Ottawa’s clubby arrangement with WE Charity to deliver grants to student volunteers appears odd, but a second look at the whole program makes you realize it is even worse: It is a sign government has lost the plot of the pandemic.
It was, apparently, so important to the pandemic response to ensure that postsecondary students who volunteer their time get a grant of $1,000 to $5,000 that the federal government handed the whole operation over to WE, asking it to disburse up to $900-million, and paying WE by the head.
Sure, the Liberal government has had to rush out emergency supports to individuals and businesses shut down by the pandemic. But grants for students who volunteer aren’t an urgent pandemic priority.
Let’s not forget this is still a national emergency. At least one massive, crucial step remains: getting people back to work.
So let’s compare the rush to give students grants for volunteering with something that hasn’t been figured out for many in this country: getting school kids back to class.
Because without schools, a lot of people aren’t going back to work, and the economy will suffer. Not to mention, you know, the kids.
Education, of course, is the responsibility of the provinces. And they are doing different things about schools. Quebec has already sent kids back. In Ontario, the plan for September is to send some kids some days and other kids on other days. In other words, parents will have kids at home half the time. That means many can’t go back to work.
While Ontario’s schools are Premier Doug Ford’s jurisdiction, they are also Justin Trudeau’s problem: Closed schools mean slower economic recovery and more people on federal benefits.
Mr. Trudeau has told families Ottawa has their backs. So why not put up some money and work with provinces to get physically distanced school classes – and for that matter, a more comprehensive child-care plan – up and running coast to coast for 2020-21?
Without schools being open, said Lauren Dobson-Hughes, a consultant specializing in gender and health issues, parents face an impossible decision as employers ask them to come back. “They can’t leave their children at home. So what you will see is women dropping out of the work force,” she said. They will bear the burden of how we have decided to reopen. Schools and child care are the logical, economic and rights-based priority, she said, but nail salons and sushi restaurants are opening first.
Governments are losing track of the mission. There was a sense of mission about lockdowns in March. Mr. Trudeau’s government then made it a mission to pump out temporary financial benefits. But the goal is to bring the economy back. So why the rush to pay student volunteers instead of throwing more at schools and child care?
Maybe it’s a nice idea that volunteers get something, but in this event, it’s $10-an-hour, with WE paid for every head it brings in.
Students may be hurt financially by the pandemic, but this isn’t proper emergency aid. As it happens, postsecondary students can get emergency benefits of $1,250 a month, and the government has rolled out hundreds of millions of dollars for pandemic work placements and job programs; $900-million for volunteers is just not a pandemic priority.

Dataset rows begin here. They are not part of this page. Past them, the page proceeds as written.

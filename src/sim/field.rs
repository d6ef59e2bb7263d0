//! The destructible obstacle field
//!
//! A fixed-capacity, append-only collection of cell-sized obstacles.
//! Records are never removed or compacted within a round; destruction only
//! clears the `exists` flag so indices stay stable for the whole level.

use glam::Vec2;
use rand::Rng;
use rand_pcg::Pcg32;

use super::grid::{cells_overlap, row_of};
use crate::consts::*;

/// One obstacle cell
#[derive(Debug, Clone, Copy)]
pub struct Obstacle {
    /// Top-left pixel position
    pub pos: Vec2,
    /// Projectile hits absorbed so far (0 or 1 while standing)
    pub hits: u8,
    pub exists: bool,
    /// Hazardous cells are lethal to the player and immune to projectiles
    pub hazardous: bool,
}

impl Obstacle {
    fn new(pos: Vec2, hazardous: bool) -> Self {
        Self {
            pos,
            hits: 0,
            exists: true,
            hazardous,
        }
    }
}

/// Append-only obstacle collection, capacity [`MAX_OBSTACLES`]
#[derive(Debug, Clone, Default)]
pub struct ObstacleField {
    pub cells: Vec<Obstacle>,
}

impl ObstacleField {
    pub fn new() -> Self {
        Self {
            cells: Vec::with_capacity(MAX_OBSTACLES),
        }
    }

    /// Populate the field for a new round: a random number of obstacles at
    /// random pixel positions, re-rolling the vertical coordinate until it
    /// lands outside the 3-row band centered on the chain's start row.
    pub fn spawn_random(&mut self, rng: &mut Pcg32, avoid_row: usize) {
        self.cells.clear();
        let count = MIN_OBSTACLES + rng.random_range(0..=OBSTACLE_SPREAD);
        for _ in 0..count {
            let x = rng.random_range(0..(FIELD_W - CELL) as u32) as f32;
            let y = loop {
                let y = rng.random_range(0..(FIELD_H - 3.0 * CELL) as u32) as f32;
                if (row_of(y) - avoid_row as i32).abs() > 1 {
                    break y;
                }
            };
            self.cells.push(Obstacle::new(Vec2::new(x, y), false));
        }
    }

    /// Append a new obstacle. Past capacity the record is silently dropped;
    /// the cap is hard and existing cells are never disturbed.
    pub fn append(&mut self, pos: Vec2, hazardous: bool) {
        if self.cells.len() < MAX_OBSTACLES {
            self.cells.push(Obstacle::new(pos, hazardous));
        } else {
            log::debug!("obstacle field full, dropping append at {pos:?}");
        }
    }

    /// Record a projectile hit on cell `index`. Returns true when the cell
    /// is destroyed (second hit); the caller awards the score.
    pub fn register_hit(&mut self, index: usize) -> bool {
        let cell = &mut self.cells[index];
        cell.hits += 1;
        if cell.hits >= 2 {
            cell.exists = false;
            return true;
        }
        false
    }

    /// Level transition: every cell stands again, hazard and damage state
    /// cleared. Returns how many cells had been destroyed (the caller grants
    /// regeneration score per cell).
    pub fn level_reset(&mut self) -> u32 {
        let mut regenerated = 0;
        for cell in &mut self.cells {
            if !cell.exists {
                regenerated += 1;
            }
            cell.exists = true;
            cell.hazardous = false;
            cell.hits = 0;
        }
        regenerated
    }

    /// Does any standing obstacle overlap a cell-sized box at `pos`?
    pub fn overlaps_any(&self, pos: Vec2) -> bool {
        self.cells
            .iter()
            .any(|c| c.exists && cells_overlap(pos, c.pos))
    }

    /// First standing non-hazardous obstacle overlapping `pos`, if any.
    /// Hazardous cells damage the player instead of blocking movement.
    pub fn blocks_player(&self, pos: Vec2) -> bool {
        self.cells
            .iter()
            .any(|c| c.exists && !c.hazardous && cells_overlap(pos, c.pos))
    }

    /// Standing obstacles inside the bottom band (dropper eligibility)
    pub fn bottom_band_count(&self) -> usize {
        self.cells
            .iter()
            .filter(|c| c.exists && c.pos.y >= BOTTOM_BAND_Y)
            .count()
    }
}

#[cfg(test)]
mod tests {
    use super::*;
    use rand::SeedableRng;

    #[test]
    fn test_spawn_count_and_avoid_band() {
        let mut rng = Pcg32::seed_from_u64(7);
        let mut field = ObstacleField::new();
        field.spawn_random(&mut rng, 4);

        assert!(field.cells.len() >= MIN_OBSTACLES);
        assert!(field.cells.len() <= MIN_OBSTACLES + OBSTACLE_SPREAD);
        for cell in &field.cells {
            let row = (cell.pos.y / CELL) as i32;
            assert!(!(3..=5).contains(&row), "obstacle in avoided band: row {row}");
            assert!(cell.exists);
            assert!(!cell.hazardous);
            assert_eq!(cell.hits, 0);
        }
    }

    #[test]
    fn test_first_hit_damages_second_destroys() {
        let mut field = ObstacleField::new();
        field.append(Vec2::new(96.0, 96.0), false);

        assert!(!field.register_hit(0));
        assert_eq!(field.cells[0].hits, 1);
        assert!(field.cells[0].exists);

        assert!(field.register_hit(0));
        assert!(!field.cells[0].exists);
    }

    #[test]
    fn test_append_past_capacity_is_dropped() {
        let mut field = ObstacleField::new();
        for i in 0..MAX_OBSTACLES {
            field.append(Vec2::new(i as f32, 0.0), false);
        }
        field.append(Vec2::new(999.0, 999.0), true);

        assert_eq!(field.cells.len(), MAX_OBSTACLES);
        assert!(field.cells.iter().all(|c| c.pos.x < 999.0));
    }

    #[test]
    fn test_level_reset_counts_destroyed() {
        let mut field = ObstacleField::new();
        field.append(Vec2::new(0.0, 0.0), false);
        field.append(Vec2::new(64.0, 0.0), true);
        field.append(Vec2::new(128.0, 0.0), false);
        field.register_hit(0);
        field.register_hit(0);

        assert_eq!(field.level_reset(), 1);
        for cell in &field.cells {
            assert!(cell.exists);
            assert!(!cell.hazardous);
            assert_eq!(cell.hits, 0);
        }
    }

    #[test]
    fn test_blocking_ignores_hazardous() {
        let mut field = ObstacleField::new();
        field.append(Vec2::new(100.0, 100.0), true);
        assert!(field.overlaps_any(Vec2::new(100.0, 100.0)));
        assert!(!field.blocks_player(Vec2::new(100.0, 100.0)));
    }

    #[test]
    fn test_bottom_band_count() {
        let mut field = ObstacleField::new();
        field.append(Vec2::new(0.0, BOTTOM_BAND_Y), false);
        field.append(Vec2::new(64.0, BOTTOM_BAND_Y + CELL), false);
        field.append(Vec2::new(128.0, BOTTOM_BAND_Y - CELL), false);
        assert_eq!(field.bottom_band_count(), 2);

        field.register_hit(0);
        field.register_hit(0);
        assert_eq!(field.bottom_band_count(), 1);
    }
}
//! Sound event vocabulary and the playback boundary
//!
//! The simulation raises [`SoundEffect`] values on its per-tick event queue;
//! a platform layer drains them into an [`AudioSink`]. Playback is
//! fire-and-forget: nothing in the simulation consumes a result.

/// Sound effect types
#[derive(Debug, Clone, Copy, PartialEq, Eq)]
pub enum SoundEffect {
    /// Projectile fired
    Fire,
    /// A head kill: chain-kill on a sub-chain leader, or a detached head
    Kill,
    /// Player lost a life
    PlayerHit,
    /// Level cleared, or an extra life granted
    LevelUp,
    /// Lives exhausted, round over
    GameOver,
}

/// Playback boundary consumed by the platform layer
pub trait AudioSink {
    fn play(&mut self, effect: SoundEffect);
}

/// Sink that logs each event; stands in for real playback on headless runs
#[derive(Debug, Default)]
pub struct LogSink;

impl AudioSink for LogSink {
    fn play(&mut self, effect: SoundEffect) {
        log::debug!("sound: {effect:?}");
    }
}
//! Deterministic simulation module
//!
//! All gameplay logic lives here. This module must be pure and deterministic:
//! - Fixed timestep only
//! - Seeded RNG only
//! - Fixed entity update order (the tick is the unit of atomicity)
//! - No rendering or platform dependencies

pub mod chain;
pub mod enemies;
pub mod field;
pub mod grid;
pub mod state;
pub mod tick;

pub use chain::{Chain, DetachedHead, HeadPool, Segment};
pub use enemies::{Bouncer, Dropper, Sweeper};
pub use field::{Obstacle, ObstacleField};
pub use grid::{cell_origin, cells_overlap, col_of, row_of};
pub use state::{GamePhase, GameState, Player, Projectile};
pub use tick::{TickInput, tick};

Yet the Liberal government decided the rush was so desperate that it had to use WE – an organization that highlights Mr. Trudeau and his wife, Sophie Grégoire Trudeau, as spokespersons – to shovel out money.
Mr. Trudeau insisted that idea came from the civil service, which seems strangely unlike civil servants. Ottawa bureaucrats aren’t known for going out on a limb to propose that a massive program be handed over to an organization that has never done anything like it before. Never mind that the idea of paying people to recruit people who will be paid to work for organizations that don’t have to pay them is systemically vulnerable to fraud.
It all requires more explanation – and still, the government says it will not make the agreement with WE public until the fall.
The bigger worry is that it is making this a priority in a crisis, when many kids won’t get to school in the fall, and the steps to reopening remain uncertain.